Selasa, 06 Oktober 2020

 

Kesehatan seseorang tidak hanya dilihat dari kesehatan fisiknya saja. Hal inilah yang sering kali tidak disadari oleh sebagian besar orang. Mereka telah melupakan bahwa kesehatan seseorang dilihat tidak hanya dilihat dari kesehatan fisik, namun kita perlu melihat kesehatan mentalnya pula. Sebagaimana dengan kesehatan fisik, kesehatan mental seseorang juga sangatlah krusial. Dua hal ini sangatlah berkesinambungan. Bila kesehatan fisik seseorang kurang baik, hal ini akan berpengaruh terhadap kesehatan mentalnya. Misalnya seperti akan mempengaruhi perasaan seseorang menjadi tidak bahagia dan tidak semangat. Begitu pula sebaliknya, bila kesehatan mental seseorang tidak baik maka hal ini dapat mempengaruhi kesehatan fisiknya. Misalnya saja seharusnya kesehatan fisiknya baik-baik saja, namun dikarenakan mentalnya yang terganggu seperti banyak pikiran maka tentu saja hal ini akan berpengaruh terhadap kesehatan fisiknya. Orang yang terlalu banyak pikiran akan mudah lelah dan dapat melemahkan daya tahan tubuhnya sehingga ia mudah sakit.

Hingga saat ini, isu kesehatan mental yang masih menjadi masalah serius yang memprihatinkan dan menjadi perhatian adalah bunuh diri. Bunuh diri masih menjadi salah satu penyebab kematian tertinggi di dunia. Menurut hasil perhitungan Organisasi Kesehatan Dunia (WHO), hampir 800 ribu orang meninggal akibat bunuh diri setiap tahunnya.

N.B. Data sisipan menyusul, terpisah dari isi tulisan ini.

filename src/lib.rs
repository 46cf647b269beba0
pub mod adapters;
pub mod application;
pub mod domain;
pub mod infra;

#[cfg(test)]
pub mod test_utils;

// Re-exports for shorter use statements.
pub use application::*;
pub use domain::*;
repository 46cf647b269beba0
use jsonwebtoken::{Algorithm, DecodingKey, Validation, decode};
use secrecy::{ExposeSecret, SecretString};
use serde::{Deserialize, Serialize};
use uuid::Uuid;

use crate::app_error::{AppError, AppResult};

/// Access token claims issued by the identity service.
#[derive(Debug, Serialize, Deserialize)]
pub struct Claims {
    pub sub: String,
    pub exp: i64,
    pub iat: i64,
}

impl Claims {
    pub fn user_id(&self) -> AppResult<Uuid> {
        Uuid::parse_str(&self.sub).map_err(|_| AppError::InvalidCredentials)
    }
}

/// Tokens are minted by the identity service; this only signs tokens for tests.
#[cfg(test)]
pub fn issue(user_id: Uuid, secret: &SecretString, ttl: time::Duration) -> AppResult<String> {
    use jsonwebtoken::{EncodingKey, Header, encode};
    use time::OffsetDateTime;

    let now = OffsetDateTime::now_utc().unix_timestamp();
    let exp = now + ttl.whole_seconds();
    let claims = Claims {
        sub: user_id.to_string(),
        iat: now,
        exp,
    };
    let header = Header::new(Algorithm::HS256);
    encode(
        &header,
        &claims,
        &EncodingKey::from_secret(secret.expose_secret().as_bytes()),
    )
    .map_err(|e| AppError::Internal(e.to_string()))
}

pub fn verify(token: &str, secret: &SecretString) -> AppResult<Claims> {
    let validation = Validation::new(Algorithm::HS256);
    decode::<Claims>(
        token,
        &DecodingKey::from_secret(secret.expose_secret().as_bytes()),
        &validation,
    )
    .map(|data| data.claims)
    .map_err(|e| {
        tracing::debug!(error = %e, "Access token rejected");
        AppError::InvalidCredentials
    })
}
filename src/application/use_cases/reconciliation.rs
use std::collections::HashMap;
use std::sync::Arc;
use std::time::Duration;

use async_trait::async_trait;
use chrono::{DateTime, SubsecRound, Utc};
use tracing::{debug, info, warn};
use uuid::Uuid;

use crate::{
    app_error::{AppError, AppResult},
    application::{
        helpers::keyed_lock::KeyedLocks,
        ports::{
            identity::IdentityDirectory,
            notifier::Notifier,
            provider_client::{
                CancelMode, CreateSubscriptionRequest, CustomerId, ProviderClient, PurchaseReceipt,
                SubscriptionId,
            },
        },
    },
    domain::entities::{
        provider::Provider,
        reconcile_event::{EventKind, ProviderSubscription, ReconcileEvent},
        subscription::{Plan, Subscription, SubscriptionStatus, truncate_to_micros},
        subscription_transition::{NotificationKind, Transition, lapse_event, reconcile},
    },
};

/// Effective time for provider state fetched from now on. Provider event
/// timestamps have whole-second precision, so the stamp is floored to the
/// second: an event from the same second as the request still applies over it.
fn snapshot_stamp() -> DateTime<Utc> {
    Utc::now().trunc_subsecs(0)
}

/// Read-modify-write attempts before a contended key gives up.
const MAX_WRITE_ATTEMPTS: usize = 3;
const LAPSE_SWEEP_BATCH: i64 = 500;

// ============================================================================
// Repository Trait
// ============================================================================

#[async_trait]
pub trait SubscriptionRepoTrait: Send + Sync {
    async fn get_by_id(&self, id: Uuid) -> AppResult<Option<Subscription>>;

    async fn get_by_external_id(
        &self,
        provider: Provider,
        external_subscription_id: &str,
    ) -> AppResult<Option<Subscription>>;

    /// The user's non-terminal row if one exists, otherwise their most
    /// recently updated row.
    async fn get_current_for_user(&self, user_id: Uuid) -> AppResult<Option<Subscription>>;

    /// Inserts a row. When the row is non-terminal, any other non-terminal row
    /// of the same user is cancelled in the same transaction. Returns `false`
    /// if a row with the same `(provider, external_subscription_id)` exists.
    async fn insert(&self, subscription: &Subscription) -> AppResult<bool>;

    /// Compare-and-swap on `updated_at`, with the same lineage handling as
    /// `insert`. Returns `false` when the row changed since it was read.
    async fn update_if_unchanged(
        &self,
        subscription: &Subscription,
        expected_updated_at: DateTime<Utc>,
    ) -> AppResult<bool>;

    /// Non-terminal rows whose period ends at or before `period_end_before`.
    async fn list_lapse_candidates(
        &self,
        period_end_before: DateTime<Utc>,
        limit: i64,
    ) -> AppResult<Vec<Subscription>>;
}

// ============================================================================
// Outcomes
// ============================================================================

#[derive(Debug, Clone, PartialEq, Eq)]
pub enum ReconcileOutcome {
    Applied(Subscription),
    /// Replay of state already recorded.
    Unchanged(Subscription),
    /// Older than the record's state; discarded.
    Stale(Subscription),
    Rejected(String),
}

impl ReconcileOutcome {
    pub fn subscription(&self) -> Option<&Subscription> {
        match self {
            ReconcileOutcome::Applied(s)
            | ReconcileOutcome::Unchanged(s)
            | ReconcileOutcome::Stale(s) => Some(s),
            ReconcileOutcome::Rejected(_) => None,
        }
    }

    pub fn into_subscription(self) -> Option<Subscription> {
        match self {
            ReconcileOutcome::Applied(s)
            | ReconcileOutcome::Unchanged(s)
            | ReconcileOutcome::Stale(s) => Some(s),
            ReconcileOutcome::Rejected(_) => None,
        }
    }
}

#[derive(Debug, Clone, PartialEq, Eq)]
pub struct SyncOutcome {
    pub subscription: Option<Subscription>,
    /// Provider could not be reached; `subscription` is the last known state.
    pub stale: bool,
}

#[derive(Debug, Clone, Default, PartialEq, Eq)]
pub struct SweepReport {
    pub checked: usize,
    pub refreshed: usize,
    pub expired: usize,
    pub failed: usize,
}

// ============================================================================
// Use Cases
// ============================================================================

pub struct ReconciliationUseCases {
    repo: Arc<dyn SubscriptionRepoTrait>,
    identity: Arc<dyn IdentityDirectory>,
    providers: HashMap<Provider, Arc<dyn ProviderClient>>,
    notifier: Arc<dyn Notifier>,
    locks: KeyedLocks<(Provider, String)>,
    sync_timeout: Duration,
}
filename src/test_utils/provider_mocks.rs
//! Scripted stand-in for a billing provider.

use std::collections::HashMap;
use std::sync::Mutex;
use std::sync::atomic::{AtomicBool, Ordering};
use std::time::Duration;

use async_trait::async_trait;
use chrono::Utc;
use uuid::Uuid;

use crate::{
    app_error::{AppError, AppResult},
    application::ports::provider_client::{
        CancelMode, CreateSubscriptionRequest, CustomerId, ProviderClient, PurchaseReceipt,
        SubscriptionId,
    },
    domain::entities::{
        provider::Provider,
        reconcile_event::ProviderSubscription,
        subscription::{SubscriptionStatus, truncate_to_micros},
    },
};

/// Holds provider-side state in memory. Can be switched to fail every call
/// with `ProviderUnavailable` or to stall before answering.
pub struct ScriptedProviderClient {
    provider: Provider,
    subscriptions: Mutex<HashMap<String, ProviderSubscription>>,
    receipts: Mutex<HashMap<String, ProviderSubscription>>,
    payment_methods: Mutex<HashMap<String, String>>,
    calls: Mutex<Vec<&'static str>>,
    unavailable: AtomicBool,
    delay: Mutex<Option<Duration>>,
    stall_after_answer: Mutex<Option<Duration>>,
}

impl ScriptedProviderClient {
    pub fn new(provider: Provider) -> Self {
        Self {
            provider,
            subscriptions: Mutex::new(HashMap::new()),
            receipts: Mutex::new(HashMap::new()),
            payment_methods: Mutex::new(HashMap::new()),
            calls: Mutex::new(Vec::new()),
            unavailable: AtomicBool::new(false),
            delay: Mutex::new(None),
            stall_after_answer: Mutex::new(None),
        }
    }

    pub fn with_subscription(self, subscription: ProviderSubscription) -> Self {
        self.set_subscription(subscription);
        self
    }

    /// Purchase token that verifies to `subscription`.
    pub fn with_receipt(self, purchase_token: &str, subscription: ProviderSubscription) -> Self {
        self.receipts
            .lock()
            .unwrap()
            .insert(purchase_token.to_string(), subscription);
        self
    }

    pub fn with_delay(self, delay: Duration) -> Self {
        *self.delay.lock().unwrap() = Some(delay);
        self
    }

    /// Lookups read their answer first, then wait before returning it, so
    /// local state can move on while the answer is in flight.
    pub fn with_stall_after_answer(self, stall: Duration) -> Self {
        *self.stall_after_answer.lock().unwrap() = Some(stall);
        self
    }

    /// Replace the provider's view of one subscription.
    pub fn set_subscription(&self, subscription: ProviderSubscription) {
        self.subscriptions
            .lock()
            .unwrap()
            .insert(subscription.external_subscription_id.clone(), subscription);
    }

    pub fn subscription(&self, external_subscription_id: &str) -> Option<ProviderSubscription> {
        self.subscriptions
            .lock()
            .unwrap()
            .get(external_subscription_id)
            .cloned()
    }

    pub fn set_unavailable(&self, unavailable: bool) {
        self.unavailable.store(unavailable, Ordering::SeqCst);
    }

    pub fn default_payment_method(&self, customer_id: &str) -> Option<String> {
        self.payment_methods.lock().unwrap().get(customer_id).cloned()
    }

    pub fn calls(&self) -> Vec<&'static str> {
        self.calls.lock().unwrap().clone()
    }

    async fn enter(&self, operation: &'static str) -> AppResult<()> {
        self.calls.lock().unwrap().push(operation);
        let delay = *self.delay.lock().unwrap();
        if let Some(delay) = delay {
            tokio::time::sleep(delay).await;
        }
        if self.unavailable.load(Ordering::SeqCst) {
            return Err(AppError::ProviderUnavailable(format!(
                "{} {} unavailable",
                self.provider, operation
            )));
        }
        Ok(())
    }

    async fn stall(&self) {
        let stall = *self.stall_after_answer.lock().unwrap();
        if let Some(stall) = stall {
            tokio::time::sleep(stall).await;
        }
    }
}

#[async_trait]
impl ProviderClient for ScriptedProviderClient {
    fn provider(&self) -> Provider {
        self.provider
    }

    async fn create_customer(&self, user_id: Uuid) -> AppResult<CustomerId> {
        self.enter("create_customer").await?;
        Ok(match self.provider {
            Provider::CardBilling => CustomerId::new(format!("cus_{}", user_id.simple())),
            Provider::StoreAggregator => CustomerId::new(user_id.to_string()),
        })
    }

    async fn create_subscription(
        &self,
        request: &CreateSubscriptionRequest,
    ) -> AppResult<ProviderSubscription> {
        self.enter("create_subscription").await?;
        if self.provider == Provider::StoreAggregator {
            return Err(AppError::ProviderNotSupported);
        }
        let now = truncate_to_micros(Utc::now());
        let subscription = ProviderSubscription {
            provider: self.provider,
            external_subscription_id: format!("sub_{}", Uuid::new_v4().simple()),
            external_customer_id: request.customer_id.to_string(),
            plan: request.plan,
            status: SubscriptionStatus::Active,
            current_period_start: now,
            current_period_end: now + chrono::Duration::days(30),
            cancelled_at: None,
        };
        self.payment_methods.lock().unwrap().insert(
            request.customer_id.to_string(),
            request.payment_method_id.clone(),
        );
        self.set_subscription(subscription.clone());
        Ok(subscription)
    }

    async fn cancel_subscription(
        &self,
        _customer_id: &CustomerId,
        subscription_id: &SubscriptionId,
        mode: CancelMode,
    ) -> AppResult<ProviderSubscription> {
        self.enter("cancel_subscription").await?;
        let mut subscriptions = self.subscriptions.lock().unwrap();
        let subscription = subscriptions
            .get_mut(subscription_id.as_str())
            .ok_or(AppError::NotFound)?;
        let now = truncate_to_micros(Utc::now());
        subscription.cancelled_at = subscription.cancelled_at.or(Some(now));
        if mode == CancelMode::Immediate {
            subscription.status = SubscriptionStatus::Cancelled;
        }
        Ok(subscription.clone())
    }

    async fn update_payment_method(
        &self,
        customer_id: &CustomerId,
        payment_method_id: &str,
    ) -> AppResult<()> {
        self.enter("update_payment_method").await?;
        if self.provider == Provider::StoreAggregator {
            return Err(AppError::ProviderNotSupported);
        }
        self.payment_methods
            .lock()
            .unwrap()
            .insert(customer_id.to_string(), payment_method_id.to_string());
        Ok(())
    }

    async fn retrieve_subscription(
        &self,
        _customer_id: &CustomerId,
        subscription_id: &SubscriptionId,
    ) -> AppResult<Option<ProviderSubscription>> {
        self.enter("retrieve_subscription").await?;
        let answer = self.subscription(subscription_id.as_str());
        self.stall().await;
        Ok(answer)
    }

    async fn find_customer_subscription(
        &self,
        customer_id: &CustomerId,
    ) -> AppResult<Option<ProviderSubscription>> {
        self.enter("find_customer_subscription").await?;
        let answer = {
            let subscriptions = self.subscriptions.lock().unwrap();
            let mut owned: Vec<&ProviderSubscription> = subscriptions
                .values()
                .filter(|s| s.external_customer_id == customer_id.as_str())
                .collect();
            owned.sort_by_key(|s| (!s.status.is_terminal(), s.current_period_end));
            owned.last().map(|s| (*s).clone())
        };
        self.stall().await;
        Ok(answer)
    }

    async fn verify_purchase_receipt(
        &self,
        _customer_id: &CustomerId,
        receipt: &PurchaseReceipt,
    ) -> AppResult<ProviderSubscription> {
        self.enter("verify_purchase_receipt").await?;
        if self.provider == Provider::CardBilling {
            return Err(AppError::ProviderNotSupported);
        }
        let subscription = self
            .receipts
            .lock()
            .unwrap()
            .get(&receipt.purchase_token)
            .cloned()
            .ok_or_else(|| AppError::InvalidInput("Receipt not recognized".into()))?;
        self.set_subscription(subscription.clone());
        Ok(subscription)
    }
}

Seseorang melakukan bunuh diri karena berbagai alasan, namun sebagian besar orang melakukan bunuh diri dikarenakan kesehatan mental mereka, terutama akibat depresi. Menurut Jill M. Harkavy-Friedman, wakil presiden penelitian di American Foundation for Suicide Prevention, bunuh diri adalah masalah kesehatan masyarakat yang butuh pendekatan kesehatan untuk pencegahan mencakup penelitian, pendidikan, advokasi dan dukungan bagi mereka yang terkena dampak bunuh diri. Diperkirakan, 90% orang yang meninggal karena bunuh diri berurusan dengan kondisi kesehatan mental yang dapat didiagnosis saat kematian mereka.

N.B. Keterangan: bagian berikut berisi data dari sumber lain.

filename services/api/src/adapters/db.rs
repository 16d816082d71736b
//! services/api/src/adapters/db.rs
//!
//! This module contains the database adapter, which is the concrete implementation
//! of the `DatabaseService` and `IdentityService` ports from the core crate. It
//! handles all interactions with the PostgreSQL database using `sqlx`.

use async_trait::async_trait;
use chrono::{DateTime, Utc};
use matching_core::domain::{GeoPoint, Interaction, InteractionKind, User};
use matching_core::ports::{DatabaseService, IdentityService, PortError, PortResult};
use sqlx::{FromRow, PgPool};
use uuid::Uuid;

/// Postgres error code for a unique constraint violation.
const UNIQUE_VIOLATION: &str = "23505";
/// Postgres error code for a foreign key violation.
const FOREIGN_KEY_VIOLATION: &str = "23503";

//=========================================================================================
// The Main Adapter Struct
//=========================================================================================

/// A database adapter that implements the persistence and identity ports.
#[derive(Clone)]
pub struct DbAdapter {
    pool: PgPool,
}

impl DbAdapter {
    /// Creates a new `DbAdapter`.
    pub fn new(pool: PgPool) -> Self {
        Self { pool }
    }

    /// A helper function to run database migrations at startup.
    pub async fn run_migrations(&self) -> Result<(), sqlx::migrate::MigrateError> {
        sqlx::migrate!("./migrations").run(&self.pool).await
    }
}

fn table(kind: InteractionKind) -> &'static str {
    match kind {
        InteractionKind::Like => "likes",
        InteractionKind::Dislike => "dislikes",
    }
}

fn unexpected(e: sqlx::Error) -> PortError {
    PortError::Internal(e.to_string())
}

/// Maps constraint violations on an edge insert to their port meaning.
fn write_error(e: sqlx::Error, kind: InteractionKind, actor_id: Uuid, target_id: Uuid) -> PortError {
    let code = e
        .as_database_error()
        .and_then(|db| db.code())
        .map(|code| code.into_owned());
    match code.as_deref() {
        Some(UNIQUE_VIOLATION) => PortError::Conflict(format!(
            "user {actor_id} already has a {kind} for user {target_id}"
        )),
        Some(FOREIGN_KEY_VIOLATION) => PortError::NotFound(format!(
            "user {actor_id} or {target_id} not found"
        )),
        _ => unexpected(e),
    }
}

fn insert_sql(kind: InteractionKind) -> String {
    format!(
        "INSERT INTO {} (id, actor_id, target_id) VALUES ($1, $2, $3) \
         RETURNING id, actor_id, target_id, created_at",
        table(kind)
    )
}

//=========================================================================================
// "Impure" Database Record Structs
//=========================================================================================

#[derive(FromRow)]
struct UserRecord {
    id: Uuid,
    name: String,
    email: String,
    latitude: f64,
    longitude: f64,
    images: Vec<String>,
}
impl UserRecord {
    fn to_domain(self) -> User {
        User {
            id: self.id,
            name: self.name,
            email: self.email,
            position: GeoPoint::new(self.latitude, self.longitude),
            images: self.images,
        }
    }
}

#[derive(FromRow)]
struct InteractionRecord {
    id: Uuid,
    actor_id: Uuid,
    target_id: Uuid,
    created_at: DateTime<Utc>,
}
impl InteractionRecord {
    fn to_domain(self, kind: InteractionKind) -> Interaction {
        Interaction {
            id: self.id,
            kind,
            actor_id: self.actor_id,
            target_id: self.target_id,
            created_at: self.created_at,
        }
    }
}

const USER_COLUMNS: &str = "id, name, email, latitude, longitude, images";

//=========================================================================================
// `DatabaseService` Trait Implementation
//=========================================================================================

#[async_trait]
impl DatabaseService for DbAdapter {
    async fn get_user_by_id(&self, user_id: Uuid) -> PortResult<User> {
        let record = sqlx::query_as::<_, UserRecord>(&format!(
            "SELECT {USER_COLUMNS} FROM users WHERE id = $1"
        ))
        .bind(user_id)
        .fetch_one(&self.pool)
        .await
        .map_err(|e| match e {
            sqlx::Error::RowNotFound => PortError::NotFound(format!("User {} not found", user_id)),
            _ => unexpected(e),
        })?;
        Ok(record.to_domain())
    }

    async fn get_user_by_email(&self, email: &str) -> PortResult<User> {
        let record = sqlx::query_as::<_, UserRecord>(&format!(
            "SELECT {USER_COLUMNS} FROM users WHERE email = $1"
        ))
        .bind(email)
        .fetch_one(&self.pool)
        .await
        .map_err(|e| match e {
            sqlx::Error::RowNotFound => {
                PortError::NotFound(format!("User with email {} not found", email))
            }
            _ => unexpected(e),
        })?;
        Ok(record.to_domain())
    }

    async fn list_users_except(&self, user_id: Uuid) -> PortResult<Vec<User>> {
        let records = sqlx::query_as::<_, UserRecord>(&format!(
            "SELECT {USER_COLUMNS} FROM users WHERE id <> $1"
        ))
        .bind(user_id)
        .fetch_all(&self.pool)
        .await
        .map_err(unexpected)?;
        Ok(records.into_iter().map(|r| r.to_domain()).collect())
    }

    async fn create_interaction(
        &self,
        kind: InteractionKind,
        actor_id: Uuid,
        target_id: Uuid,
    ) -> PortResult<Interaction> {
        let record = sqlx::query_as::<_, InteractionRecord>(&insert_sql(kind))
            .bind(Uuid::new_v4())
            .bind(actor_id)
            .bind(target_id)
            .fetch_one(&self.pool)
            .await
            .map_err(|e| write_error(e, kind, actor_id, target_id))?;
        Ok(record.to_domain(kind))
    }

    /// Serializes writers of the same (kind, actor, target) triple with a
    /// transaction-scoped advisory lock, so the existence check and the insert
    /// cannot interleave. `likes` has no unique index to fall back on.
    async fn create_unique_interaction(
        &self,
        kind: InteractionKind,
        actor_id: Uuid,
        target_id: Uuid,
    ) -> PortResult<Interaction> {
        let mut tx = self.pool.begin().await.map_err(unexpected)?;

        sqlx::query("SELECT pg_advisory_xact_lock(hashtext($1)::bigint)")
            .bind(format!("{}:{}:{}", table(kind), actor_id, target_id))
            .execute(&mut *tx)
            .await
            .map_err(unexpected)?;

        let existing: Option<Uuid> = sqlx::query_scalar(&format!(
            "SELECT id FROM {} WHERE actor_id = $1 AND target_id = $2 LIMIT 1",
            table(kind)
        ))
        .bind(actor_id)
        .bind(target_id)
        .fetch_optional(&mut *tx)
        .await
        .map_err(unexpected)?;
        if existing.is_some() {
            return Err(PortError::Conflict(format!(
                "user {actor_id} already has a {kind} for user {target_id}"
            )));
        }

        let record = sqlx::query_as::<_, InteractionRecord>(&insert_sql(kind))
            .bind(Uuid::new_v4())
            .bind(actor_id)
            .bind(target_id)
            .fetch_one(&mut *tx)
            .await
            .map_err(|e| write_error(e, kind, actor_id, target_id))?;
        tx.commit().await.map_err(unexpected)?;
        Ok(record.to_domain(kind))
    }

    async fn get_interaction(&self, kind: InteractionKind, id: Uuid) -> PortResult<Interaction> {
        let record = sqlx::query_as::<_, InteractionRecord>(&format!(
            "SELECT id, actor_id, target_id, created_at FROM {} WHERE id = $1",
            table(kind)
        ))
        .bind(id)
        .fetch_one(&self.pool)
        .await
        .map_err(|e| match e {
            sqlx::Error::RowNotFound => PortError::NotFound(format!("{} {} not found", kind, id)),
            _ => unexpected(e),
        })?;
        Ok(record.to_domain(kind))
    }

    async fn delete_interaction(&self, kind: InteractionKind, id: Uuid) -> PortResult<()> {
        let result = sqlx::query(&format!("DELETE FROM {} WHERE id = $1", table(kind)))
            .bind(id)
            .execute(&self.pool)
            .await
            .map_err(unexpected)?;
        if result.rows_affected() == 0 {
            return Err(PortError::NotFound(format!("{} {} not found", kind, id)));
        }
        Ok(())
    }

    async fn list_interactions_by_actor(
        &self,
        kind: InteractionKind,
        actor_id: Uuid,
    ) -> PortResult<Vec<Interaction>> {
        let records = sqlx::query_as::<_, InteractionRecord>(&format!(
            "SELECT id, actor_id, target_id, created_at FROM {} \
             WHERE actor_id = $1 ORDER BY created_at DESC",
            table(kind)
        ))
        .bind(actor_id)
        .fetch_all(&self.pool)
        .await
        .map_err(unexpected)?;
        Ok(records.into_iter().map(|r| r.to_domain(kind)).collect())
    }
}

//=========================================================================================
// `IdentityService` Trait Implementation
//=========================================================================================

#[async_trait]
impl IdentityService for DbAdapter {
    async fn resolve_identity(&self, token: &str) -> PortResult<String> {
        let email: Option<String> = sqlx::query_scalar(
            "SELECT email FROM auth_sessions WHERE token = $1 AND expires_at > NOW()",
        )
        .bind(token)
        .fetch_optional(&self.pool)
        .await
        .map_err(unexpected)?;
        email.ok_or(PortError::Unauthorized)
    }
}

Walaupun begitu ada beberapa hal yang dapat kita lakukan untuk mencegah seseorang melakukan bunuh diri. Penting bagi kita untuk selalu aktif muncul kepada seseorang yang mengalami depresi. Kita harus penuh perhatian dan membantu mereka agar merasa aman berbagi pikiran dan perasaan mereka. Kita harus meraih dan mengatakan tidak ada yang salah dengan diri mereka. Kita tidak bisa hanya menunggu mereka yang kesulitan untuk datang pada kita. Sebaliknya kita harus menjangkau mereka dan bukannya pergi. Menurut Mia Munayer, anggota jaringan sukarelawan Bridgewatch Angels (Malaikat Pengawas Jembatan) Jembatan Golden Gate mengatakan untuk berbicara kepada seseorang yang terlihat sendirian dan sedih. Kita harus memberitahu dan membuat mereka merasa tidak sendirian, bahwa masih ada seseorang yang mau mendengarkan. Terkadang itu adalah respon terbaik. Lalu menanyakan apakah mereka baik-baik saja dan menunggu mereka untuk berbicara. Yang terpenting adalah mereka tidak bicara soal topik yang membuat mereka sedih dan terus bicara.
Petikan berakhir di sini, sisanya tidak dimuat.